Search the records below for the string "Some" and report only the number of lines that contain it.

▸ Stored data
- Opening Delimiter -
//! Named cache stores.
//!
//! A `CacheStorage` holds any number of named stores; each store maps a
//! request key to a response. The worker only ever writes to the store named
//! by its version tag and deletes the others on activation.

use async_trait::async_trait;
use chrono::{DateTime, Utc};
use serde::{Deserialize, Serialize};
use tokio::sync::RwLock;

use super::{CacheError, Response};

#[derive(Debug, Clone, PartialEq, Serialize, Deserialize)]
pub struct CachedData<T> {
    pub data: T,
    pub cached_at: DateTime<Utc>,
}

impl<T> CachedData<T> {
    pub fn new(data: T) -> Self {
        Self {
            data,
            cached_at: Utc::now(),
        }
    }

    pub fn age_minutes(&self) -> i64 {
        (Utc::now() - self.cached_at).num_minutes()
    }

    pub fn age_display(&self) -> String {
        let minutes = self.age_minutes();
        if minutes < 1 {
            // Also covers clock skew
            "just now".to_string()
        } else if minutes < 60 {
            format!("{}m ago", minutes)
        } else if minutes < 1440 {
            format!("{}h ago", minutes / 60)
        } else {
            format!("{}d ago", minutes / 1440)
        }
    }
}

/// One cached response and the key it is stored under
#[derive(Debug, Clone, PartialEq)]
pub struct CacheEntry {
    pub key: String,
    pub cached: CachedData<Response>,
}

#[async_trait]
pub trait CacheStorage: Send + Sync {
    /// Create the named store if it does not exist
    async fn open(&self, name: &str) -> Result<(), CacheError>;

    /// Names of all stores, in creation order
    async fn keys(&self) -> Result<Vec<String>, CacheError>;

    /// Delete a whole store. Returns whether it existed.
    async fn delete(&self, name: &str) -> Result<bool, CacheError>;

    /// Store a response, creating the store if needed. Last writer wins.
    async fn put(&self, name: &str, key: &str, response: &Response) -> Result<(), CacheError>;

    /// Look a key up across all stores, oldest store first
    async fn match_key(&self, key: &str) -> Result<Option<Response>, CacheError>;

    /// Everything in one store
    async fn entries(&self, name: &str) -> Result<Vec<CacheEntry>, CacheError>;
}

/// In-process cache storage
#[derive(Debug, Default)]
pub struct MemoryCacheStorage {
    stores: RwLock<Vec<(String, Vec<CacheEntry>)>>,
}

impl MemoryCacheStorage {
    pub fn new() -> Self {
        Self::default()
    }
}

#[async_trait]
impl CacheStorage for MemoryCacheStorage {
    async fn open(&self, name: &str) -> Result<(), CacheError> {
        let mut stores = self.stores.write().await;
        if !stores.iter().any(|(n, _)| n == name) {
            stores.push((name.to_string(), Vec::new()));
        }
        Ok(())
    }

    async fn keys(&self) -> Result<Vec<String>, CacheError> {
        let stores = self.stores.read().await;
        Ok(stores.iter().map(|(n, _)| n.clone()).collect())
    }

    async fn delete(&self, name: &str) -> Result<bool, CacheError> {
        let mut stores = self.stores.write().await;
        let before = stores.len();
        stores.retain(|(n, _)| n != name);
        Ok(stores.len() != before)
    }

    async fn put(&self, name: &str, key: &str, response: &Response) -> Result<(), CacheError> {
        let mut stores = self.stores.write().await;
        let index = match stores.iter().position(|(n, _)| n == name) {
            Some(i) => i,
            None => {
                stores.push((name.to_string(), Vec::new()));
                stores.len() - 1
            }
        };

        let entries = &mut stores[index].1;
        let entry = CacheEntry {
            key: key.to_string(),
            cached: CachedData::new(response.clone()),
        };
        match entries.iter_mut().find(|e| e.key == key) {
            Some(existing) => *existing = entry,
            None => entries.push(entry),
        }
        Ok(())
    }

    async fn match_key(&self, key: &str) -> Result<Option<Response>, CacheError> {
        let stores = self.stores.read().await;
        Ok(stores
            .iter()
            .flat_map(|(_, entries)| entries.iter())
            .find(|e| e.key == key)
            .map(|e| e.cached.data.clone()))
    }

    async fn entries(&self, name: &str) -> Result<Vec<CacheEntry>, CacheError> {
        let stores = self.stores.read().await;
        Ok(stores
            .iter()
            .find(|(n, _)| n == name)
            .map(|(_, entries)| entries.clone())
            .unwrap_or_default())
    }
}
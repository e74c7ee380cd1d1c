//! Utility functions for string formatting and manipulation.

pub mod format;

// Re-export commonly used functions at module level
pub use format::{contains_ignore_case, format_currency, is_blank, truncate_string};
//! Application configuration management.
//!
//! Configuration is stored at `~/.config/xpack/config.json`. Every field is
//! optional; `XPACK_ORIGIN` and `XPACK_CACHE_NAME` (also read from `.env`)
//! override the file.

use std::path::PathBuf;

use anyhow::{Context, Result};
use serde::{Deserialize, Serialize};
use xpack_core::offline::WorkerConfig;

/// Application name used for config/cache directory paths
const APP_NAME: &str = "xpack";

/// Config file name
const CONFIG_FILE: &str = "config.json";

const ORIGIN_VAR: &str = "XPACK_ORIGIN";
const CACHE_NAME_VAR: &str = "XPACK_CACHE_NAME";

#[derive(Debug, Clone, Serialize, Deserialize, Default)]
pub struct Config {
    /// Server the relative asset paths resolve against
    pub origin: Option<String>,
    /// Cache version tag
    pub cache_name: Option<String>,
    /// Extra hosts served cache-first
    #[serde(default)]
    pub cdn_hosts: Vec<String>,
}

impl Config {
    pub fn load() -> Result<Self> {
        let path = Self::config_path()?;
        let mut config = if path.exists() {
            let contents = std::fs::read_to_string(&path)
                .with_context(|| format!("Failed to read {}", path.display()))?;
            serde_json::from_str(&contents)
                .with_context(|| format!("Invalid config file {}", path.display()))?
        } else {
            Self::default()
        };
        config.apply_env(|name| std::env::var(name).ok());
        Ok(config)
    }

    fn apply_env(&mut self, var: impl Fn(&str) -> Option<String>) {
        if let Some(origin) = var(ORIGIN_VAR).filter(|v| !v.trim().is_empty()) {
            self.origin = Some(origin);
        }
        if let Some(name) = var(CACHE_NAME_VAR).filter(|v| !v.trim().is_empty()) {
            self.cache_name = Some(name);
        }
    }

    fn config_path() -> Result<PathBuf> {
        let config_dir = dirs::config_dir()
            .ok_or_else(|| anyhow::anyhow!("Could not find config directory"))?;
        Ok(config_dir.join(APP_NAME).join(CONFIG_FILE))
    }

    pub fn cache_dir(&self) -> Result<PathBuf> {
        let cache_dir = dirs::cache_dir()
            .ok_or_else(|| anyhow::anyhow!("Could not find cache directory"))?;
        Ok(cache_dir.join(APP_NAME))
    }

    /// Where the asset cache stores live
    pub fn offline_dir(&self) -> Result<PathBuf> {
        Ok(self.cache_dir()?.join("offline"))
    }

    /// Worker settings: built-in manifest and hosts, overridden by config
    pub fn worker_config(&self) -> WorkerConfig {
        let mut worker = WorkerConfig::default();
        if let Some(ref origin) = self.origin {
            worker = worker.with_origin(origin);
        }
        if let Some(ref name) = self.cache_name {
            worker = worker.with_cache_name(name);
        }
        for host in &self.cdn_hosts {
            if !worker.cdn_hosts.contains(host) {
                worker.cdn_hosts.push(host.clone());
            }
        }
        worker
    }
}
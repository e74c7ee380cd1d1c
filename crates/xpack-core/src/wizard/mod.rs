//! Multi-step form wizard.
//!
//! This module provides:
//! - `WizardController`: navigation, validation gating and data collection
//! - `WizardLayout` / `Page`: declarative binding of steps, fields, option
//!   groups and controls
//! - `ViewState`: pure state-to-view mapping
//! - `FocusScheduler`: deferred focus cancelled by newer renders
//! - `styles::init`: one-time, idempotent global style installation

pub mod controller;
pub mod focus;
pub mod layout;
pub mod state;
pub mod styles;
pub mod view;

pub use controller::{
    ClickTarget, GroupRef, KeyOutcome, SubmitEvent, Submission, WizardController, WizardKey,
    WizardOptions,
};
pub use focus::{FieldRef, FocusScheduler, FOCUS_DELAY};
pub use layout::{
    Controls, FieldKind, FieldSpec, OptionGroupSpec, OptionTileSpec, Page, StepLayout,
    WizardLayout,
};
pub use state::{FieldState, FieldValue, GroupState, Marker, StepState, TileState, WizardData};
pub use styles::init;
pub use view::{ProgressStatus, StepStatus, ViewState};
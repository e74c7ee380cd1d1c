//! Deferred focus tied to a render generation.
//!
//! Every render schedules focus for the field that should receive input once
//! the transition settles. Scheduling again replaces the pending request, so a
//! superseded navigation never steals focus for a step that is gone.

use std::time::{Duration, Instant};

/// Delay before focusing, long enough for the step transition to finish
pub const FOCUS_DELAY: Duration = Duration::from_millis(300);

/// A field of a specific step
#[derive(Debug, Clone, Copy, PartialEq, Eq, Hash)]
pub struct FieldRef {
    pub step: usize,
    pub field: usize,
}

#[derive(Debug, Clone, Copy)]
struct PendingFocus {
    generation: u64,
    due: Instant,
    target: FieldRef,
}

#[derive(Debug, Default)]
pub struct FocusScheduler {
    generation: u64,
    pending: Option<PendingFocus>,
}

impl FocusScheduler {
    pub fn new() -> Self {
        Self::default()
    }

    /// Start a new generation and schedule `target` for `now + FOCUS_DELAY`.
    /// Any earlier pending focus is cancelled, even when `target` is `None`.
    pub fn schedule(&mut self, target: Option<FieldRef>, now: Instant) -> u64 {
        self.generation += 1;
        self.pending = target.map(|target| PendingFocus {
            generation: self.generation,
            due: now + FOCUS_DELAY,
            target,
        });
        self.generation
    }

    /// Take the pending focus if it is due
    pub fn poll(&mut self, now: Instant) -> Option<FieldRef> {
        match self.pending {
            Some(p) if p.generation == self.generation && now >= p.due => {
                self.pending = None;
                Some(p.target)
            }
            _ => None,
        }
    }
}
- Closing Delimiter -
▸ Expected answer
10